TRY IT: Reprint every line of the data, keeping each character intact.

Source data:
----

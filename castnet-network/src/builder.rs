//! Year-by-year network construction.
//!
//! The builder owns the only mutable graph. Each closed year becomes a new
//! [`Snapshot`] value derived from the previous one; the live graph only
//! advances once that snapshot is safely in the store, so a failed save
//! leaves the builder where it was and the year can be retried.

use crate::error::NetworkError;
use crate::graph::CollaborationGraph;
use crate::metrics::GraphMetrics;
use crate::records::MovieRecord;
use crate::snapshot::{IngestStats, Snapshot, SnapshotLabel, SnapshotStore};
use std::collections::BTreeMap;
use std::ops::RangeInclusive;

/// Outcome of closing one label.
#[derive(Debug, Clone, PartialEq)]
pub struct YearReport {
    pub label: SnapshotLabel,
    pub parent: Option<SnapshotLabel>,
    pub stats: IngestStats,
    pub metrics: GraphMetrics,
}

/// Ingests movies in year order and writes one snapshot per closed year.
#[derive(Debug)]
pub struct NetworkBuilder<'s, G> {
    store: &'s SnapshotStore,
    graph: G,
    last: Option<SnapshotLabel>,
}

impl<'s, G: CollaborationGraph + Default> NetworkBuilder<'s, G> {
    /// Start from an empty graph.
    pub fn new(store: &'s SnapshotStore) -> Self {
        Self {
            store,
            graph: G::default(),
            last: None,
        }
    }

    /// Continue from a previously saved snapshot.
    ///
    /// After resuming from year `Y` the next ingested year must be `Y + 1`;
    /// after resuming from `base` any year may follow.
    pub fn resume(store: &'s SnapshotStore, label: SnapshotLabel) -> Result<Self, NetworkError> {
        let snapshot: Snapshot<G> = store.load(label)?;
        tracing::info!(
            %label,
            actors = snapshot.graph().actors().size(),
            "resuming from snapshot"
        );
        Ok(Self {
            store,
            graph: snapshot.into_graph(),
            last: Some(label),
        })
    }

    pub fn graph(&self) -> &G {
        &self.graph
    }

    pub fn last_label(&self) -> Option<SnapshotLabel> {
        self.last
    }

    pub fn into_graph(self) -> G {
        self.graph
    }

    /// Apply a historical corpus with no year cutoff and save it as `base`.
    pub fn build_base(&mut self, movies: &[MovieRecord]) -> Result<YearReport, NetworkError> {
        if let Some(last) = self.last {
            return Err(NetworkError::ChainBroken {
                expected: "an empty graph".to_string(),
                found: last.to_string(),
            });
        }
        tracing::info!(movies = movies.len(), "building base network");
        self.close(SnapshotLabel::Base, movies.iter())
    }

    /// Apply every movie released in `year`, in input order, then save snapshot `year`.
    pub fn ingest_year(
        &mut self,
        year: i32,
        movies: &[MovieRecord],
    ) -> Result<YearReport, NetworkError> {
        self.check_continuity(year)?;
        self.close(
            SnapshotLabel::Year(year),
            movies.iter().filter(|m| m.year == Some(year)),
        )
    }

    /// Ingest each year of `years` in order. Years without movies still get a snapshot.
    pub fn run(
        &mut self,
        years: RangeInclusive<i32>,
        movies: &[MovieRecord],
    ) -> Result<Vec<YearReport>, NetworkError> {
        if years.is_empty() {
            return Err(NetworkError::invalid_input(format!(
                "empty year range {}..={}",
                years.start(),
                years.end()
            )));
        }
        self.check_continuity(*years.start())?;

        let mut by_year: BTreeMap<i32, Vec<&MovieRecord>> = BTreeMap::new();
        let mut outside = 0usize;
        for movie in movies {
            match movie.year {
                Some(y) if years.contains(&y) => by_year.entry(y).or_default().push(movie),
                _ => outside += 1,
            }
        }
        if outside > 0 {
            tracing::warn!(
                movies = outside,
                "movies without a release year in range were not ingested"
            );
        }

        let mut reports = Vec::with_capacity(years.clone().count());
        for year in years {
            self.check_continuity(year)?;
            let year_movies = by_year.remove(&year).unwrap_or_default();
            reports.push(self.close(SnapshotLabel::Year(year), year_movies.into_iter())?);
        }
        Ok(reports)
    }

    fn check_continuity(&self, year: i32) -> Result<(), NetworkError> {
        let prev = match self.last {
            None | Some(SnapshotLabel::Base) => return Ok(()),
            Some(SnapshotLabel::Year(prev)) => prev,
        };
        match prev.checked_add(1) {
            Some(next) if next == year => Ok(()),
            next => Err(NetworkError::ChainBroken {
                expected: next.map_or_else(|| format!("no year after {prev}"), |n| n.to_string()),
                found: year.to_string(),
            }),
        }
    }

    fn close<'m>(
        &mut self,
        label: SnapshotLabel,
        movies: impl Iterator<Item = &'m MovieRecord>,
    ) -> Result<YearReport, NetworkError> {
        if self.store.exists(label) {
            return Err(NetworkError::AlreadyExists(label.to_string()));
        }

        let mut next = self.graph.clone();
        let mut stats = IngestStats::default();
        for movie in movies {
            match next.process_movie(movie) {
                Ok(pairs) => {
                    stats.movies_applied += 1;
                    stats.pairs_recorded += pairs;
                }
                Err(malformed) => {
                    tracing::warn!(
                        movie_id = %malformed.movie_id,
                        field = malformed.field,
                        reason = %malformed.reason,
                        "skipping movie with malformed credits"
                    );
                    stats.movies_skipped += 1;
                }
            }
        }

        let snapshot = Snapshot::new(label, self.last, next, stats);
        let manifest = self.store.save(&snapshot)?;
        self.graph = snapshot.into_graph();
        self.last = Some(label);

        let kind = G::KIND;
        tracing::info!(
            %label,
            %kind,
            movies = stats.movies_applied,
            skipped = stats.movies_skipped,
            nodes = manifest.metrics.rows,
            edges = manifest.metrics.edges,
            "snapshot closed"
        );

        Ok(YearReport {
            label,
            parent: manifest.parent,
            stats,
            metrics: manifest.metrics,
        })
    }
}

----

RESPONSE TO THE EXERCISE:
filename castnet-network/src/builder.rs
//! Year-by-year network construction.
//!
//! The builder owns the only mutable graph. Each closed year becomes a new
//! [`Snapshot`] value derived from the previous one; the live graph only
//! advances once that snapshot is safely in the store, so a failed save
//! leaves the builder where it was and the year can be retried.

use crate::error::NetworkError;
use crate::graph::CollaborationGraph;
use crate::metrics::GraphMetrics;
use crate::records::MovieRecord;
use crate::snapshot::{IngestStats, Snapshot, SnapshotLabel, SnapshotStore};
use std::collections::BTreeMap;
use std::ops::RangeInclusive;

/// Outcome of closing one label.
#[derive(Debug, Clone, PartialEq)]
pub struct YearReport {
    pub label: SnapshotLabel,
    pub parent: Option<SnapshotLabel>,
    pub stats: IngestStats,
    pub metrics: GraphMetrics,
}

/// Ingests movies in year order and writes one snapshot per closed year.
#[derive(Debug)]
pub struct NetworkBuilder<'s, G> {
    store: &'s SnapshotStore,
    graph: G,
    last: Option<SnapshotLabel>,
}

impl<'s, G: CollaborationGraph + Default> NetworkBuilder<'s, G> {
    /// Start from an empty graph.
    pub fn new(store: &'s SnapshotStore) -> Self {
        Self {
            store,
            graph: G::default(),
            last: None,
        }
    }

    /// Continue from a previously saved snapshot.
    ///
    /// After resuming from year `Y` the next ingested year must be `Y + 1`;
    /// after resuming from `base` any year may follow.
    pub fn resume(store: &'s SnapshotStore, label: SnapshotLabel) -> Result<Self, NetworkError> {
        let snapshot: Snapshot<G> = store.load(label)?;
        tracing::info!(
            %label,
            actors = snapshot.graph().actors().size(),
            "resuming from snapshot"
        );
        Ok(Self {
            store,
            graph: snapshot.into_graph(),
            last: Some(label),
        })
    }

    pub fn graph(&self) -> &G {
        &self.graph
    }

    pub fn last_label(&self) -> Option<SnapshotLabel> {
        self.last
    }

    pub fn into_graph(self) -> G {
        self.graph
    }

    /// Apply a historical corpus with no year cutoff and save it as `base`.
    pub fn build_base(&mut self, movies: &[MovieRecord]) -> Result<YearReport, NetworkError> {
        if let Some(last) = self.last {
            return Err(NetworkError::ChainBroken {
                expected: "an empty graph".to_string(),
                found: last.to_string(),
            });
        }
        tracing::info!(movies = movies.len(), "building base network");
        self.close(SnapshotLabel::Base, movies.iter())
    }

    /// Apply every movie released in `year`, in input order, then save snapshot `year`.
    pub fn ingest_year(
        &mut self,
        year: i32,
        movies: &[MovieRecord],
    ) -> Result<YearReport, NetworkError> {
        self.check_continuity(year)?;
        self.close(
            SnapshotLabel::Year(year),
            movies.iter().filter(|m| m.year == Some(year)),
        )
    }

    /// Ingest each year of `years` in order. Years without movies still get a snapshot.
    pub fn run(
        &mut self,
        years: RangeInclusive<i32>,
        movies: &[MovieRecord],
    ) -> Result<Vec<YearReport>, NetworkError> {
        if years.is_empty() {
            return Err(NetworkError::invalid_input(format!(
                "empty year range {}..={}",
                years.start(),
                years.end()
            )));
        }
        self.check_continuity(*years.start())?;

        let mut by_year: BTreeMap<i32, Vec<&MovieRecord>> = BTreeMap::new();
        let mut outside = 0usize;
        for movie in movies {
            match movie.year {
                Some(y) if years.contains(&y) => by_year.entry(y).or_default().push(movie),
                _ => outside += 1,
            }
        }
        if outside > 0 {
            tracing::warn!(
                movies = outside,
                "movies without a release year in range were not ingested"
            );
        }

        let mut reports = Vec::with_capacity(years.clone().count());
        for year in years {
            self.check_continuity(year)?;
            let year_movies = by_year.remove(&year).unwrap_or_default();
            reports.push(self.close(SnapshotLabel::Year(year), year_movies.into_iter())?);
        }
        Ok(reports)
    }

    fn check_continuity(&self, year: i32) -> Result<(), NetworkError> {
        let prev = match self.last {
            None | Some(SnapshotLabel::Base) => return Ok(()),
            Some(SnapshotLabel::Year(prev)) => prev,
        };
        match prev.checked_add(1) {
            Some(next) if next == year => Ok(()),
            next => Err(NetworkError::ChainBroken {
                expected: next.map_or_else(|| format!("no year after {prev}"), |n| n.to_string()),
                found: year.to_string(),
            }),
        }
    }

    fn close<'m>(
        &mut self,
        label: SnapshotLabel,
        movies: impl Iterator<Item = &'m MovieRecord>,
    ) -> Result<YearReport, NetworkError> {
        if self.store.exists(label) {
            return Err(NetworkError::AlreadyExists(label.to_string()));
        }

        let mut next = self.graph.clone();
        let mut stats = IngestStats::default();
        for movie in movies {
            match next.process_movie(movie) {
                Ok(pairs) => {
                    stats.movies_applied += 1;
                    stats.pairs_recorded += pairs;
                }
                Err(malformed) => {
                    tracing::warn!(
                        movie_id = %malformed.movie_id,
                        field = malformed.field,
                        reason = %malformed.reason,
                        "skipping movie with malformed credits"
                    );
                    stats.movies_skipped += 1;
                }
            }
        }

        let snapshot = Snapshot::new(label, self.last, next, stats);
        let manifest = self.store.save(&snapshot)?;
        self.graph = snapshot.into_graph();
        self.last = Some(label);

        let kind = G::KIND;
        tracing::info!(
            %label,
            %kind,
            movies = stats.movies_applied,
            skipped = stats.movies_skipped,
            nodes = manifest.metrics.rows,
            edges = manifest.metrics.edges,
            "snapshot closed"
        );

        Ok(YearReport {
            label,
            parent: manifest.parent,
            stats,
            metrics: manifest.metrics,
        })
    }
}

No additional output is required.